On 12/18/2012 12:43 PM, JohnPW wrote:
Sure, in fact I have the camera default set to underexpose by .75 stop
(which is probably the only thing you can do if you can't shoot RAW.)
But the fact that the detail exist in o1 shows that the detail is lost
in the transformation, not because of the camera.

On Tuesday, December 18, 2012 4:34:30 PM UTC-6, Frederic Da Vitoria wrote:

    Yes, you are right, I didn't look closely enough. The details in the
    T shirt are more immediately visible, but the textures in the
    lightest zones now seem uniformly white. In my experience, P&S
    cameras have a tendency to over-expose pictures. Maybe choosing
    picture with a better exposition (that is under-exposed by the
    camera's standards) would give better results.
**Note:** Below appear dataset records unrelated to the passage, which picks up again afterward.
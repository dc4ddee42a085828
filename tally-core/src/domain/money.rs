//! Monetary amount rules
//!
//! Amounts are `rust_decimal::Decimal` values with at most two fractional
//! digits (minor currency units). The store column is `DECIMAL(18, 2)`.

use rust_decimal::Decimal;

use super::result::{Error, Result};

/// Number of fractional digits carried by every stored amount
pub const MONEY_SCALE: u32 = 2;

/// Largest value a `DECIMAL(18, 2)` column holds: 9_999_999_999_999_999.99
pub fn max_amount() -> Decimal {
    Decimal::new(999_999_999_999_999_999, MONEY_SCALE)
}

/// Check a caller-supplied amount for a ledger operation.
///
/// Returns the amount rescaled to [`MONEY_SCALE`] so equal values compare and
/// print the same way regardless of how they were written (`5` vs `5.00`).
pub fn check_amount(amount: Decimal) -> Result<Decimal> {
    if amount <= Decimal::ZERO {
        return Err(Error::NonPositiveAmount);
    }
    ensure_representable(amount)
}

/// Check precision and magnitude without the positivity rule
pub fn ensure_representable(amount: Decimal) -> Result<Decimal> {
    if amount.normalize().scale() > MONEY_SCALE {
        return Err(Error::validation(format!(
            "amount {} has more than {} decimal places",
            amount, MONEY_SCALE
        )));
    }
    if amount.abs() > max_amount() {
        return Err(Error::validation(format!("amount {} is too large", amount)));
    }
    let mut scaled = amount;
    scaled.rescale(MONEY_SCALE);
    Ok(scaled)
}

#[cfg(test)]
mod tests {
    use super::*;
    use std::str::FromStr;

    #[test]
    fn test_max_amount() {
        assert_eq!(max_amount(), Decimal::from_str("9999999999999999.99").unwrap());
    }

    #[test]
    fn test_check_amount_rejects_zero_and_negative() {
        assert!(matches!(check_amount(Decimal::ZERO), Err(Error::NonPositiveAmount)));
        assert!(matches!(
            check_amount(Decimal::new(-1, 2)),
            Err(Error::NonPositiveAmount)
        ));
    }

    #[test]
    fn test_check_amount_rescales() {
        let amount = check_amount(Decimal::new(5, 0)).unwrap();
        assert_eq!(amount.to_string(), "5.00");

        // Trailing zeros beyond the scale are fine
        let amount = check_amount(Decimal::from_str("12.5000").unwrap()).unwrap();
        assert_eq!(amount.to_string(), "12.50");
    }

    #[test]
    fn test_check_amount_rejects_sub_cent_precision() {
        let err = check_amount(Decimal::from_str("0.001").unwrap()).unwrap_err();
        assert!(matches!(err, Error::Validation(_)));
    }

    #[test]
    fn test_check_amount_rejects_overflowing_values() {
        let too_big = max_amount() + Decimal::new(1, 2);
        assert!(matches!(check_amount(too_big), Err(Error::Validation(_))));
        assert!(check_amount(max_amount()).is_ok());
    }
}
    2012/12/18 JohnPW <johnpw...@gmail.com>

        Are you sure you didn't mix the two up?
        o1 is the original and o2 is the output.
        In my opinion the shirt detail in o2 is very clearly blown out
        compared to o1.
        BTW, I agree that it's best to compare o1 and o2. I
        included c100 to show that at least one of the intermediate
        image isn't blown out at Bugbear wondered.


        On Tuesday, December 18, 2012 3:37:17 PM UTC-6, Frederic Da
        Vitoria wrote:

            Hello JohnPW

            IMO, you shouldn't compare the highlights between any image
            and c100: since c100 is the darkest, it will always show
            more details in the highlights than any other picture. You
            should always compare with the original. Does o2 do better
            than à1 in the T shirt? I believe so.